*** EXTRACTED MATERIAL Section Begins ***

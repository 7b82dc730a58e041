//! Client side of the upload protocol.
//!
//! [`UploadTransport`] is the seam between the retrying [`UploadDriver`] and
//! whatever speaks to the server: [`TusClient`] over HTTP, or
//! [`LocalTransport`] straight into an in-process engine.

pub mod driver;
pub mod http;
pub mod local;

use async_trait::async_trait;
use bytes::Bytes;

use crate::error::UploadError;
use crate::metadata::UploadMetadata;

pub use driver::{
    ByteSource, DriverError, FileSource, Progress, RetryPolicy, UploadDriver, UploadFile,
    UploadOutcome, DEFAULT_CHUNK_SIZE,
};
pub use http::TusClient;
pub use local::LocalTransport;

#[derive(Debug, thiserror::Error)]
pub enum TransportError {
    /// no response at all (dns, refused, reset, timeout)
    #[error("connection error: {0}")]
    Connection(String),

    #[error("upload not found or expired")]
    NotFound,

    #[error("offset mismatch, server is at {current:?}")]
    OffsetMismatch { current: Option<u64> },

    #[error("upload is locked by another request")]
    Locked,

    #[error("server rejected the chunk checksum")]
    ChecksumMismatch,

    #[error("server error {status}: {message}")]
    Server { status: u16, message: String },

    #[error("request rejected with {status}: {message}")]
    Rejected { status: u16, message: String },

    #[error("invalid response: {0}")]
    InvalidResponse(String),

    #[error("configuration error: {0}")]
    Configuration(String),
}

impl TransportError {
    /// worth retrying the same request after a delay
    pub fn is_retryable(&self) -> bool {
        matches!(
            self,
            Self::Connection(_) | Self::Locked | Self::ChecksumMismatch | Self::Server { .. }
        )
    }
}

impl From<reqwest::Error> for TransportError {
    fn from(err: reqwest::Error) -> Self {
        TransportError::Connection(err.to_string())
    }
}

impl From<UploadError> for TransportError {
    fn from(err: UploadError) -> Self {
        let status = err.status_code().as_u16();
        match err {
            UploadError::NotFound => TransportError::NotFound,
            UploadError::OffsetMismatch { current, .. } => TransportError::OffsetMismatch {
                current: Some(current),
            },
            UploadError::Conflict => TransportError::Locked,
            UploadError::ChecksumMismatch => TransportError::ChecksumMismatch,
            UploadError::StorageFailure(e) => TransportError::Server {
                status,
                message: e.to_string(),
            },
            other => TransportError::Rejected {
                status,
                message: other.to_string(),
            },
        }
    }
}

/// what HEAD reports about an upload
#[derive(Debug, Clone, Copy, PartialEq, Eq)]
pub struct UploadStatus {
    pub offset: u64,
    /// `None` while the length is deferred
    pub length: Option<u64>,
}

/// what OPTIONS reports about a server
#[derive(Debug, Clone, Default)]
pub struct ServerCapabilities {
    pub versions: Vec<String>,
    pub extensions: Vec<String>,
    pub max_size: Option<u64>,
}

impl ServerCapabilities {
    pub fn supports_version(&self, version: &str) -> bool {
        self.versions.iter().any(|v| v == version)
    }

    pub fn supports_extension(&self, extension: &str) -> bool {
        self.extensions.iter().any(|e| e == extension)
    }
}

/// The four protocol requests the driver needs. Uploads are addressed by
/// the url returned from `create`.
#[async_trait]
pub trait UploadTransport: Send + Sync {
    async fn create(
        &self,
        length: Option<u64>,
        metadata: &UploadMetadata,
    ) -> Result<String, TransportError>;

    async fn head(&self, url: &str) -> Result<UploadStatus, TransportError>;

    /// Send `data` at `offset`; returns the server's new offset.
    async fn patch(&self, url: &str, offset: u64, data: Bytes) -> Result<u64, TransportError>;

    async fn terminate(&self, url: &str) -> Result<(), TransportError>;
}
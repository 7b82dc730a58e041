//! S3-compatible object-store chunk store.
//!
//! Objects cannot be appended to, so every patch lands as its own segment
//! object under `cache/<id>/<offset>`. Promotion stitches the segments into
//! `store/<key>`: a single segment is copied server-side, several segments
//! go through a multipart upload.

use async_trait::async_trait;
use aws_config::BehaviorVersion;
use aws_sdk_s3::error::DisplayErrorContext;
use aws_sdk_s3::operation::get_object::GetObjectOutput;
use aws_sdk_s3::types::{CompletedMultipartUpload, CompletedPart};
use aws_sdk_s3::Client;
use bytes::{Bytes, BytesMut};
use dashmap::DashMap;
use futures::TryStreamExt;
use percent_encoding::{utf8_percent_encode, NON_ALPHANUMERIC};
use tokio_util::io::ReaderStream;
use tracing::instrument;

use super::{check_range, ByteStream, ChunkStore, ReadTarget, StoreError, StoreResult, StoredBlob};
use crate::models::UploadId;

/// S3 requires all parts except the last to be at least 5 MiB.
const MIN_PART_SIZE: usize = 5 * 1024 * 1024;

#[derive(Clone, Copy, Debug)]
struct Segment {
    offset: u64,
    len: u64,
}

impl Segment {
    fn end(&self) -> u64 {
        self.offset + self.len
    }
}

#[derive(Debug, Default)]
struct SegmentLog {
    segments: Vec<Segment>,
    position: u64,
}

pub struct S3Store {
    client: Client,
    bucket: String,
    prefix: Option<String>,
    uploads: DashMap<UploadId, SegmentLog>,
}

fn backend_err<E: std::error::Error>(e: E) -> StoreError {
    StoreError::Backend(DisplayErrorContext(e).to_string())
}

impl S3Store {
    pub async fn new(
        bucket: &str,
        prefix: Option<String>,
        region: Option<String>,
        endpoint: Option<String>,
        force_path_style: bool,
    ) -> StoreResult<Self> {
        if bucket.is_empty() {
            return Err(StoreError::Config("S3 bucket name is empty".to_string()));
        }

        let region = region.unwrap_or_else(|| "us-east-1".to_string());
        let mut loader =
            aws_config::defaults(BehaviorVersion::latest()).region(aws_config::Region::new(region));
        if let Some(endpoint) = &endpoint {
            loader = loader.endpoint_url(endpoint);
        }
        let shared = loader.load().await;

        let s3_config = aws_sdk_s3::config::Builder::from(&shared)
            .force_path_style(force_path_style)
            .build();

        Ok(Self {
            client: Client::from_conf(s3_config),
            bucket: bucket.to_string(),
            prefix: prefix
                .map(|p| p.trim_matches('/').to_string())
                .filter(|p| !p.is_empty()),
            uploads: DashMap::new(),
        })
    }

    fn full_key(&self, key: &str) -> String {
        match &self.prefix {
            Some(prefix) => format!("{prefix}/{key}"),
            None => key.to_string(),
        }
    }

    fn segment_key(&self, id: &UploadId, offset: u64) -> String {
        // zero-padded so segment keys list in offset order
        self.full_key(&format!("cache/{id}/{offset:020}"))
    }

    fn stored_key(&self, key: &str) -> String {
        self.full_key(&format!("store/{key}"))
    }

    fn segments(&self, id: &UploadId) -> StoreResult<Vec<Segment>> {
        self.uploads
            .get(id)
            .map(|log| log.segments.clone())
            .ok_or_else(|| StoreError::NotFound(id.to_string()))
    }

    async fn get_object(&self, key: &str, start: u64, end: u64) -> StoreResult<GetObjectOutput> {
        // S3 ranges are inclusive
        self.client
            .get_object()
            .bucket(&self.bucket)
            .key(key)
            .range(format!("bytes={}-{}", start, end - 1))
            .send()
            .await
            .map_err(|e| {
                if e.as_service_error().is_some_and(|se| se.is_no_such_key()) {
                    StoreError::NotFound(key.to_string())
                } else {
                    backend_err(e)
                }
            })
    }

    async fn get_range(&self, key: &str, start: u64, end: u64) -> StoreResult<Bytes> {
        if end <= start {
            return Ok(Bytes::new());
        }
        let bytes = self
            .get_object(key, start, end)
            .await?
            .body
            .collect()
            .await
            .map_err(backend_err)?
            .into_bytes();
        Ok(bytes)
    }

    async fn delete_key(&self, key: &str) -> StoreResult<()> {
        // DeleteObject succeeds for missing keys
        self.client
            .delete_object()
            .bucket(&self.bucket)
            .key(key)
            .send()
            .await
            .map_err(backend_err)?;
        Ok(())
    }

    async fn delete_segments(&self, id: &UploadId, segments: &[Segment]) {
        for segment in segments {
            let key = self.segment_key(id, segment.offset);
            if let Err(e) = self.delete_key(&key).await {
                tracing::warn!("Failed to delete segment {}: {}", key, e);
            }
        }
    }

    async fn copy_into(&self, from: &str, to: &str) -> StoreResult<()> {
        let copy_source = format!(
            "{}/{}",
            self.bucket,
            utf8_percent_encode(from, NON_ALPHANUMERIC)
        );
        self.client
            .copy_object()
            .bucket(&self.bucket)
            .key(to)
            .copy_source(copy_source)
            .send()
            .await
            .map_err(backend_err)?;
        Ok(())
    }

    async fn stitch(&self, id: &UploadId, segments: &[Segment], to: &str) -> StoreResult<()> {
        let created = self
            .client
            .create_multipart_upload()
            .bucket(&self.bucket)
            .key(to)
            .send()
            .await
            .map_err(backend_err)?;
        let upload_id = created
            .upload_id()
            .ok_or_else(|| StoreError::Backend("S3 did not return upload_id".to_string()))?
            .to_string();

        match self.upload_parts(id, segments, to, &upload_id).await {
            Ok(parts) => {
                let completed = CompletedMultipartUpload::builder()
                    .set_parts(Some(parts))
                    .build();
                self.client
                    .complete_multipart_upload()
                    .bucket(&self.bucket)
                    .key(to)
                    .upload_id(&upload_id)
                    .multipart_upload(completed)
                    .send()
                    .await
                    .map_err(backend_err)?;
                Ok(())
            }
            Err(e) => {
                if let Err(abort) = self
                    .client
                    .abort_multipart_upload()
                    .bucket(&self.bucket)
                    .key(to)
                    .upload_id(&upload_id)
                    .send()
                    .await
                {
                    tracing::warn!(
                        key = %to,
                        error = %DisplayErrorContext(&abort),
                        "Failed to abort multipart upload, orphaned parts may remain"
                    );
                }
                Err(e)
            }
        }
    }

    async fn upload_parts(
        &self,
        id: &UploadId,
        segments: &[Segment],
        to: &str,
        upload_id: &str,
    ) -> StoreResult<Vec<CompletedPart>> {
        let mut parts = Vec::new();
        let mut buffer = BytesMut::with_capacity(MIN_PART_SIZE);
        let last = segments.len().saturating_sub(1);

        for (i, segment) in segments.iter().enumerate() {
            let key = self.segment_key(id, segment.offset);
            let data = self.get_range(&key, 0, segment.len).await?;
            buffer.extend_from_slice(&data);

            if buffer.len() >= MIN_PART_SIZE || i == last {
                let part_number = parts.len() as i32 + 1;
                let body = buffer.split().freeze();
                let output = self
                    .client
                    .upload_part()
                    .bucket(&self.bucket)
                    .key(to)
                    .upload_id(upload_id)
                    .part_number(part_number)
                    .body(body.into())
                    .send()
                    .await
                    .map_err(backend_err)?;

                parts.push(
                    CompletedPart::builder()
                        .e_tag(output.e_tag().unwrap_or_default())
                        .part_number(part_number)
                        .build(),
                );
            }
        }

        Ok(parts)
    }
}

#[async_trait]
impl ChunkStore for S3Store {
    async fn create(&self, id: &UploadId, _length: Option<u64>) -> StoreResult<()> {
        if self.uploads.contains_key(id) {
            return Err(StoreError::AlreadyExists(id.to_string()));
        }
        self.uploads.insert(*id, SegmentLog::default());
        Ok(())
    }

    #[instrument(skip(self, data), fields(backend = "s3", size = data.len()))]
    async fn append(&self, id: &UploadId, expected_offset: u64, data: Bytes) -> StoreResult<u64> {
        let position = self
            .uploads
            .get(id)
            .map(|log| log.position)
            .ok_or_else(|| StoreError::NotFound(id.to_string()))?;
        if position != expected_offset {
            return Err(StoreError::OffsetMismatch {
                expected: expected_offset,
                actual: position,
            });
        }
        if data.is_empty() {
            return Ok(position);
        }

        let len = data.len() as u64;
        let key = self.segment_key(id, expected_offset);
        self.client
            .put_object()
            .bucket(&self.bucket)
            .key(&key)
            .body(data.into())
            .send()
            .await
            .map_err(backend_err)?;

        let recorded = match self.uploads.get_mut(id) {
            Some(mut log) if log.position == expected_offset => {
                log.segments.push(Segment {
                    offset: expected_offset,
                    len,
                });
                log.position += len;
                Some(log.position)
            }
            _ => None,
        };

        match recorded {
            Some(new_position) => Ok(new_position),
            None => {
                // deleted (or raced) while the segment was in flight
                self.delete_key(&key).await?;
                Err(StoreError::NotFound(id.to_string()))
            }
        }
    }

    async fn position(&self, id: &UploadId) -> StoreResult<u64> {
        self.uploads
            .get(id)
            .map(|log| log.position)
            .ok_or_else(|| StoreError::NotFound(id.to_string()))
    }

    async fn read_range(&self, id: &UploadId, start: u64, end: u64) -> StoreResult<Bytes> {
        check_range(start, end)?;
        let segments = self.segments(id)?;
        let mut out = BytesMut::with_capacity((end - start) as usize);

        for segment in segments
            .iter()
            .filter(|s| s.offset < end && s.end() > start)
        {
            let local_start = start.saturating_sub(segment.offset);
            let local_end = end.min(segment.end()) - segment.offset;
            let key = self.segment_key(id, segment.offset);
            out.extend_from_slice(&self.get_range(&key, local_start, local_end).await?);
        }

        Ok(out.freeze())
    }

    #[instrument(skip(self), fields(backend = "s3"))]
    async fn promote(&self, id: &UploadId, key: &str) -> StoreResult<StoredBlob> {
        let segments = self.segments(id)?;
        let size: u64 = segments.iter().map(|s| s.len).sum();
        let to = self.stored_key(key);

        match segments.as_slice() {
            [] => {
                self.client
                    .put_object()
                    .bucket(&self.bucket)
                    .key(&to)
                    .body(Bytes::new().into())
                    .send()
                    .await
                    .map_err(backend_err)?;
            }
            [single] => {
                self.copy_into(&self.segment_key(id, single.offset), &to)
                    .await?;
            }
            many => self.stitch(id, many, &to).await?,
        }

        self.delete_segments(id, &segments).await;
        self.uploads.remove(id);

        Ok(StoredBlob {
            key: key.to_string(),
            size,
        })
    }

    async fn read_stored(&self, blob: &StoredBlob, start: u64, end: u64) -> StoreResult<Bytes> {
        check_range(start, end)?;
        let end = end.min(blob.size);
        self.get_range(&self.stored_key(&blob.key), start, end).await
    }

    async fn open_stream(
        &self,
        target: &ReadTarget,
        start: u64,
        end: u64,
    ) -> StoreResult<Option<ByteStream>> {
        // in-progress uploads are scattered over segments, let the caller page through them
        let ReadTarget::Stored(blob) = target else {
            return Ok(None);
        };
        let end = end.min(blob.size);
        if end <= start {
            return Ok(Some(Box::pin(futures::stream::empty::<StoreResult<Bytes>>())));
        }

        let output = self.get_object(&self.stored_key(&blob.key), start, end).await?;
        let stream = ReaderStream::new(output.body.into_async_read()).map_err(StoreError::Io);
        Ok(Some(Box::pin(stream)))
    }

    async fn delete(&self, id: &UploadId) -> StoreResult<()> {
        if let Some((_, log)) = self.uploads.remove(id) {
            self.delete_segments(id, &log.segments).await;
        }
        Ok(())
    }

    async fn delete_stored(&self, blob: &StoredBlob) -> StoreResult<()> {
        self.delete_key(&self.stored_key(&blob.key)).await
    }

    fn backend_name(&self) -> &'static str {
        "s3"
    }

    async fn health_check(&self) -> StoreResult<()> {
        self.client
            .head_bucket()
            .bucket(&self.bucket)
            .send()
            .await
            .map_err(backend_err)?;
        Ok(())
    }
}
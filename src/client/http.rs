//! HTTP transport built on reqwest.

use async_trait::async_trait;
use bytes::Bytes;
use reqwest::header::{CONTENT_TYPE, LOCATION, RANGE};
use reqwest::{Client, Method, RequestBuilder, Response, StatusCode, Url};
use std::time::Duration;

use super::{ServerCapabilities, TransportError, UploadStatus, UploadTransport};
use crate::headers::{
    API_KEY, OFFSET_OCTET_STREAM, PROTOCOL_VERSION, TUS_EXTENSION, TUS_MAX_SIZE, TUS_RESUMABLE,
    TUS_VERSION, UPLOAD_CHECKSUM, UPLOAD_DEFER_LENGTH, UPLOAD_LENGTH, UPLOAD_METADATA,
    UPLOAD_OFFSET,
};
use crate::metadata::UploadMetadata;
use crate::models::ErrorResponse;
use crate::protocol::Checksum;
use crate::utils::parse_u64_header;

const DEFAULT_TIMEOUT: Duration = Duration::from_secs(60);
const CONNECT_TIMEOUT: Duration = Duration::from_secs(10);

/// tus client for a single creation endpoint (e.g. `https://host/files`)
#[derive(Debug, Clone)]
pub struct TusClient {
    client: Client,
    endpoint: Url,
    api_key: Option<String>,
}

fn header_str<'a>(resp: &'a Response, name: &str) -> Option<&'a str> {
    resp.headers().get(name).and_then(|v| v.to_str().ok())
}

fn header_u64(resp: &Response, name: &str) -> Option<u64> {
    header_str(resp, name).and_then(parse_u64_header)
}

fn split_list(value: Option<&str>) -> Vec<String> {
    value
        .map(|v| {
            v.split(',')
                .map(str::trim)
                .filter(|s| !s.is_empty())
                .map(str::to_string)
                .collect()
        })
        .unwrap_or_default()
}

/// Turn a non-success response into the matching error.
async fn error_from(resp: Response) -> TransportError {
    let status = resp.status();
    let current = header_u64(&resp, UPLOAD_OFFSET);

    match status.as_u16() {
        404 | 410 => return TransportError::NotFound,
        409 => return TransportError::OffsetMismatch { current },
        423 => return TransportError::Locked,
        460 => return TransportError::ChecksumMismatch,
        _ => {}
    }

    let body = resp.text().await.unwrap_or_default();
    let message = serde_json::from_str::<ErrorResponse>(&body)
        .map(|e| e.error)
        .unwrap_or(body);

    if status.is_server_error() {
        TransportError::Server {
            status: status.as_u16(),
            message,
        }
    } else {
        TransportError::Rejected {
            status: status.as_u16(),
            message,
        }
    }
}

impl TusClient {
    pub fn new(endpoint: &str) -> Result<Self, TransportError> {
        let endpoint = Url::parse(endpoint)
            .map_err(|e| TransportError::Configuration(format!("{endpoint}: {e}")))?;
        let client = Client::builder()
            .timeout(DEFAULT_TIMEOUT)
            .connect_timeout(CONNECT_TIMEOUT)
            .build()
            .map_err(|e| TransportError::Configuration(e.to_string()))?;

        Ok(Self {
            client,
            endpoint,
            api_key: None,
        })
    }

    pub fn with_api_key(mut self, api_key: impl Into<String>) -> Self {
        self.api_key = Some(api_key.into());
        self
    }

    pub fn endpoint(&self) -> &Url {
        &self.endpoint
    }

    fn request(&self, method: Method, url: &str) -> RequestBuilder {
        let req = self
            .client
            .request(method, url)
            .header(TUS_RESUMABLE, PROTOCOL_VERSION);
        match &self.api_key {
            Some(key) => req.header(API_KEY, key),
            None => req,
        }
    }

    /// POST to the creation endpoint; returns the absolute upload url.
    pub async fn create_upload(
        &self,
        length: Option<u64>,
        metadata: &UploadMetadata,
    ) -> Result<String, TransportError> {
        let mut req = self.request(Method::POST, self.endpoint.as_str());
        req = match length {
            Some(length) => req.header(UPLOAD_LENGTH, length),
            None => req.header(UPLOAD_DEFER_LENGTH, "1"),
        };
        if !metadata.is_empty() {
            req = req.header(UPLOAD_METADATA, metadata.encode());
        }

        let resp = req.send().await?;
        if resp.status() != StatusCode::CREATED {
            return Err(error_from(resp).await);
        }

        let location = header_str(&resp, LOCATION.as_str())
            .ok_or_else(|| TransportError::InvalidResponse("missing Location".to_string()))?;
        let url = self
            .endpoint
            .join(location)
            .map_err(|e| TransportError::InvalidResponse(format!("bad Location {location}: {e}")))?;
        Ok(url.to_string())
    }

    /// HEAD an upload.
    pub async fn status(&self, url: &str) -> Result<UploadStatus, TransportError> {
        let resp = self.request(Method::HEAD, url).send().await?;
        if !resp.status().is_success() {
            return Err(error_from(resp).await);
        }

        let offset = header_u64(&resp, UPLOAD_OFFSET)
            .ok_or_else(|| TransportError::InvalidResponse("missing Upload-Offset".to_string()))?;
        Ok(UploadStatus {
            offset,
            length: header_u64(&resp, UPLOAD_LENGTH),
        })
    }

    /// PATCH one chunk, with its sha256 checksum. `declare_length` sets a
    /// deferred length in the same request.
    pub async fn send_chunk(
        &self,
        url: &str,
        offset: u64,
        data: Bytes,
        declare_length: Option<u64>,
    ) -> Result<u64, TransportError> {
        let mut req = self
            .request(Method::PATCH, url)
            .header(CONTENT_TYPE, OFFSET_OCTET_STREAM)
            .header(UPLOAD_OFFSET, offset)
            .header(UPLOAD_CHECKSUM, Checksum::sha256(&data).to_header());
        if let Some(length) = declare_length {
            req = req.header(UPLOAD_LENGTH, length);
        }

        let resp = req.body(data).send().await?;
        if !resp.status().is_success() {
            return Err(error_from(resp).await);
        }

        header_u64(&resp, UPLOAD_OFFSET)
            .ok_or_else(|| TransportError::InvalidResponse("missing Upload-Offset".to_string()))
    }

    /// DELETE an upload. Already gone counts as done.
    pub async fn delete_upload(&self, url: &str) -> Result<(), TransportError> {
        let resp = self.request(Method::DELETE, url).send().await?;
        match resp.status() {
            s if s.is_success() => Ok(()),
            StatusCode::NOT_FOUND | StatusCode::GONE => Ok(()),
            _ => Err(error_from(resp).await),
        }
    }

    /// GET `[start, end)` of an upload.
    pub async fn download_range(
        &self,
        url: &str,
        start: u64,
        end: u64,
    ) -> Result<Bytes, TransportError> {
        if end <= start {
            return Ok(Bytes::new());
        }
        let resp = self
            .request(Method::GET, url)
            .header(RANGE, format!("bytes={}-{}", start, end - 1))
            .send()
            .await?;
        if !resp.status().is_success() {
            return Err(error_from(resp).await);
        }

        let partial = resp.status() == StatusCode::PARTIAL_CONTENT;
        let body = resp.bytes().await?;
        if partial {
            return Ok(body);
        }
        // server ignored the range
        let from = (start as usize).min(body.len());
        let to = (end as usize).min(body.len());
        Ok(body.slice(from..to))
    }

    /// OPTIONS on the creation endpoint.
    pub async fn capabilities(&self) -> Result<ServerCapabilities, TransportError> {
        let resp = self
            .client
            .request(Method::OPTIONS, self.endpoint.as_str())
            .send()
            .await?;
        if !resp.status().is_success() {
            return Err(error_from(resp).await);
        }

        Ok(ServerCapabilities {
            versions: split_list(header_str(&resp, TUS_VERSION)),
            extensions: split_list(header_str(&resp, TUS_EXTENSION)),
            max_size: header_u64(&resp, TUS_MAX_SIZE),
        })
    }
}

#[async_trait]
impl UploadTransport for TusClient {
    async fn create(
        &self,
        length: Option<u64>,
        metadata: &UploadMetadata,
    ) -> Result<String, TransportError> {
        self.create_upload(length, metadata).await
    }

    async fn head(&self, url: &str) -> Result<UploadStatus, TransportError> {
        self.status(url).await
    }

    async fn patch(&self, url: &str, offset: u64, data: Bytes) -> Result<u64, TransportError> {
        self.send_chunk(url, offset, data, None).await
    }

    async fn terminate(&self, url: &str) -> Result<(), TransportError> {
        self.delete_upload(url).await
    }
}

*** EXTRACTED MATERIAL Section Ends ***

→ WHAT IS REQUIRED
Starting at the line that contains "absolute upload url." and stopping after the line that contains "let url = self", write out every line exactly as it appears above, and no other line.

→ TASK RESULT
    /// POST to the creation endpoint; returns the absolute upload url.
    pub async fn create_upload(
        &self,
        length: Option<u64>,
        metadata: &UploadMetadata,
    ) -> Result<String, TransportError> {
        let mut req = self.request(Method::POST, self.endpoint.as_str());
        req = match length {
            Some(length) => req.header(UPLOAD_LENGTH, length),
            None => req.header(UPLOAD_DEFER_LENGTH, "1"),
        };
        if !metadata.is_empty() {
            req = req.header(UPLOAD_METADATA, metadata.encode());
        }

        let resp = req.send().await?;
        if resp.status() != StatusCode::CREATED {
            return Err(error_from(resp).await);
        }

        let location = header_str(&resp, LOCATION.as_str())
            .ok_or_else(|| TransportError::InvalidResponse("missing Location".to_string()))?;
        let url = self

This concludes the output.